If you want to be able to use the external drive to start your computer, ie the Mac partition you create, you must use the GUID partition scheme and the standard Apple drive format. A partition you want just as backup storage for your Mac need not be bootable. The second partition can be formatted to be compatible with windows files, FAT32 - so that the files can be read/written by either the Mac or a Windows computer.

A partition ("drive") that you want to use now & then as an alternative startup, eg use a clone for startup, must be formatted to be bootable. A Time Machine backup is not bootable whereas a Carbon Copy clone can be as also can a SuperDuper. TM retains incremental backups for as long as there is space whereas CCC basically just maintains a current copy of your drive, not any older versions of files.

I have a bootable backup (SuperDuper), a TM backup (not bootable) and a Windows backup (not bootable) on my external drive, ie 3 partitions. The 1st & 2nd partitions are Mac OS Extended (Journaled), the 3rd is MS-DOS (FAT). This was all done with Disk Utility. Note that if you subsequently want to change the size of partitions you can lose the data on the FAT 32 partition though there should be no problem if it is just moving the slider between the 2 Mac partitions. So choose the sizes wisely!

Once the drive is formatted you can copy your Windows data back to the FAT32 partition and direct CCC &/or TM to the other partition(s). The drive is attachable to either a Mac or Windows computer.

Neville

Aug 30, 2010 10:57 PM in response to Neville Mayfield

I am starting to get a hang now. Just a few more questions so I get it clear.

So after partitioning and formatting the HD into two drives, Say I use SuperDuper to copy my Mac HD to my external drive (how will I set it to be bootable and GUID) and use the FAT32 to copy the data from my friends laptop (since I would have moved my external drive data to the other laptop)

I have a 600GB external drive, so I will partition it 300/300

I found this article on backing up, is that how I back up on disk utility.


http://support.apple.com/kb/ht1553


Thank you soo much

Message was edited by: farazthambi

Message was edited by: farazthambi

Aug 30, 2010 11:21 PM in response to farazthambi

When partitioning the external you will select the external by its maker ID. On mine it's 1TB WD. My corresponding computer drive is 250.06 GB ...(serial number I think). This is the leftmost name for the external.

Click once on this. In the RH window of DU select 'Partition' at top. For Volume scheme select 2 partitions. Under the boxes showing the partitions click Options and choose GUID partition scheme.
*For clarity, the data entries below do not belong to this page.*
//! Principal store: repository traits and their backends
//!
//! 所有读写都在显式事务中进行：`Store::begin` 开启，`Transaction::commit` 提交，
//! 未提交即被 drop 的事务视为回滚。

use async_trait::async_trait;
use uuid::Uuid;

use crate::{
    error::Result,
    models::{
        access::{Access, CreateAccessRequest, GrantRow, Subject},
        catalog::*,
        group::*,
        page::PageRequest,
        user::*,
    },
};

pub mod access_repo;
pub mod catalog_repo;
pub mod group_repo;
pub mod memory;
pub mod postgres;
pub mod user_repo;

pub use memory::{MemoryStore, MemoryTx};
pub use postgres::{PgStore, PgTx};

/// 存储入口
#[async_trait]
pub trait Store: Send + Sync + 'static {
    type Tx: Transaction;

    /// 开启事务
    async fn begin(&self) -> Result<Self::Tx>;

    /// 存储健康检查
    async fn ping(&self) -> Result<()>;
}

/// 事务：聚合全部仓库能力
#[async_trait]
pub trait Transaction:
    UserRepository + GroupRepository + CatalogRepository + AccessRepository + Send + Sized
{
    async fn commit(self) -> Result<()>;

    async fn rollback(self) -> Result<()>;
}

#[async_trait]
pub trait UserRepository {
    async fn find_user(&mut self, id: Uuid) -> Result<Option<User>>;

    async fn find_user_by_login(&mut self, login: &str) -> Result<Option<User>>;

    async fn find_user_by_email(&mut self, email: &str) -> Result<Option<User>>;

    /// 分页列出用户（按姓氏排序），返回 (当前页, 总数)
    async fn list_users(&mut self, page: &PageRequest) -> Result<(Vec<User>, i64)>;

    async fn insert_user(&mut self, user: &NewUser) -> Result<User>;

    async fn update_user(&mut self, id: Uuid, req: &UpdateUserRequest) -> Result<Option<User>>;

    async fn delete_user(&mut self, id: Uuid) -> Result<u64>;
}

#[async_trait]
pub trait GroupRepository {
    // ==================== Groups ====================

    async fn find_group(&mut self, id: Uuid) -> Result<Option<Group>>;

    /// 分页列出组（按名称排序），返回 (当前页, 总数)
    async fn list_groups(&mut self, page: &PageRequest) -> Result<(Vec<Group>, i64)>;

    /// 全部组（按名称排序）
    async fn all_groups(&mut self) -> Result<Vec<Group>>;

    async fn insert_group(&mut self, req: &CreateGroupRequest) -> Result<Group>;

    async fn update_group(&mut self, id: Uuid, req: &UpdateGroupRequest) -> Result<Option<Group>>;

    async fn delete_group(&mut self, id: Uuid) -> Result<u64>;

    // ==================== Memberships ====================

    async fn find_membership(
        &mut self,
        group_id: Uuid,
        user_id: Uuid,
    ) -> Result<Option<GroupMembership>>;

    async fn insert_membership(&mut self, group_id: Uuid, user_id: Uuid)
        -> Result<GroupMembership>;

    async fn delete_membership(&mut self, group_id: Uuid, user_id: Uuid) -> Result<u64>;

    async fn delete_memberships_of_group(&mut self, group_id: Uuid) -> Result<u64>;

    async fn delete_memberships_of_user(&mut self, user_id: Uuid) -> Result<u64>;

    /// 组的直接成员用户（按姓名排序）
    async fn group_users(&mut self, group_id: Uuid) -> Result<Vec<User>>;

    /// 用户直接所属的组（按名称排序）
    async fn user_groups(&mut self, user_id: Uuid) -> Result<Vec<Group>>;

    // ==================== Relations ====================

    /// 获取组关系图的排他锁，直到事务结束
    async fn lock_relations(&mut self) -> Result<()>;

    /// 全部嵌套关系边
    async fn relations(&mut self) -> Result<Vec<GroupRelation>>;

    async fn insert_relation(&mut self, parent_id: Uuid, child_id: Uuid) -> Result<GroupRelation>;

    async fn delete_relation(&mut self, parent_id: Uuid, child_id: Uuid) -> Result<u64>;

    /// 删除该组作为父或子的所有关系
    async fn delete_relations_of_group(&mut self, group_id: Uuid) -> Result<u64>;

    /// 直接子组（按名称排序）
    async fn child_groups(&mut self, parent_id: Uuid) -> Result<Vec<Group>>;
}

#[async_trait]
pub trait CatalogRepository {
    // ==================== Services ====================

    async fn find_service(&mut self, id: Uuid) -> Result<Option<Service>>;

    async fn find_service_by_name(&mut self, name: &str) -> Result<Option<Service>>;

    async fn list_services(&mut self) -> Result<Vec<Service>>;

    async fn insert_service(&mut self, req: &CreateServiceRequest) -> Result<Service>;

    async fn update_service(
        &mut self,
        id: Uuid,
        req: &UpdateServiceRequest,
    ) -> Result<Option<Service>>;

    async fn delete_service(&mut self, id: Uuid) -> Result<u64>;

    // ==================== Resources ====================

    async fn find_resource(&mut self, id: Uuid) -> Result<Option<Resource>>;

    /// 查找并锁定资源行，直到事务结束
    async fn lock_resource(&mut self, id: Uuid) -> Result<Option<Resource>>;

    async fn list_resources(&mut self, service_id: Uuid) -> Result<Vec<Resource>>;

    async fn insert_resource(&mut self, req: &CreateResourceRequest) -> Result<Resource>;

    async fn update_resource(
        &mut self,
        id: Uuid,
        req: &UpdateResourceRequest,
    ) -> Result<Option<Resource>>;

    async fn delete_resource(&mut self, id: Uuid) -> Result<u64>;

    async fn delete_resources_of_service(&mut self, service_id: Uuid) -> Result<u64>;
}

#[async_trait]
pub trait AccessRepository {
    async fn find_access(&mut self, id: Uuid) -> Result<Option<Access>>;

    /// 按分类与关键字过滤（不区分大小写），按名称排序
    async fn list_access(
        &mut self,
        category: Option<&str>,
        search: Option<&str>,
        limit: Option<i64>,
    ) -> Result<Vec<Access>>;

    async fn insert_access(&mut self, req: &CreateAccessRequest) -> Result<Access>;

    async fn delete_access(&mut self, id: Uuid) -> Result<u64>;

    /// 以该主体为授予对象的权限 ID
    async fn access_ids_for_subject(&mut self, subject: Subject) -> Result<Vec<Uuid>>;

    /// 资源上已关联的权限（按名称排序）
    async fn resource_access(&mut self, resource_id: Uuid) -> Result<Vec<Access>>;

    /// 批量关联，已存在的关联跳过；返回新插入条数
    async fn link_access(&mut self, resource_id: Uuid, access_ids: &[Uuid]) -> Result<u64>;

    async fn unlink(&mut self, resource_id: Uuid, access_id: Uuid) -> Result<u64>;

    async fn unlink_resource(&mut self, resource_id: Uuid) -> Result<u64>;

    async fn unlink_service(&mut self, service_id: Uuid) -> Result<u64>;

    async fn unlink_access(&mut self, access_id: Uuid) -> Result<u64>;

    /// 授予给该用户本人或给定组的已关联权限，按资源名、服务名、权限名排序
    async fn grants_for_subjects(
        &mut self,
        user_id: Uuid,
        group_ids: &[Uuid],
    ) -> Result<Vec<GrantRow>>;
}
Then click on the 1st partition and give it a name. This is the drive name that will show on the desktop. Select Format and choose Mac OS Extended (Journaled). Repeat for the 2nd except choose MS-DOS (FAT) for the format. Then click the Partition button at the bottom.

When this has finished click once on each partition to verify that your choices have been applied and quit DU.

I think if you use the DU method for backup described in the article you will just have a disk image, .dmg, on your external which can't itself be used as a startup directly whereas if you use CCC directed to this partition it will look just the same as your internal drive with the same login details, passwords, screensaver, Mail details, etc., and you ought to be able to start the computer from this. With DU's disk image you would need to 'install' it on a drive first. I'm not too sure about this as I didn't read the reference to restoring from the article.

Neville

Sep 1, 2010 10:46 AM in response to Neville Mayfield

Hey,

I have done the partition and done in the format.

When I try to move my old external drive files to the Windows drive which is in FAT32 format it shows an unexpected error (error code 0) cannot copy.


Now I am confused, I am reinstalling my OS since its slow so I dont want to get back all the old settings back. If I do a time machine backup I can just copy back all the files I want right - which makes sense

Backing up data to external drive windows drive.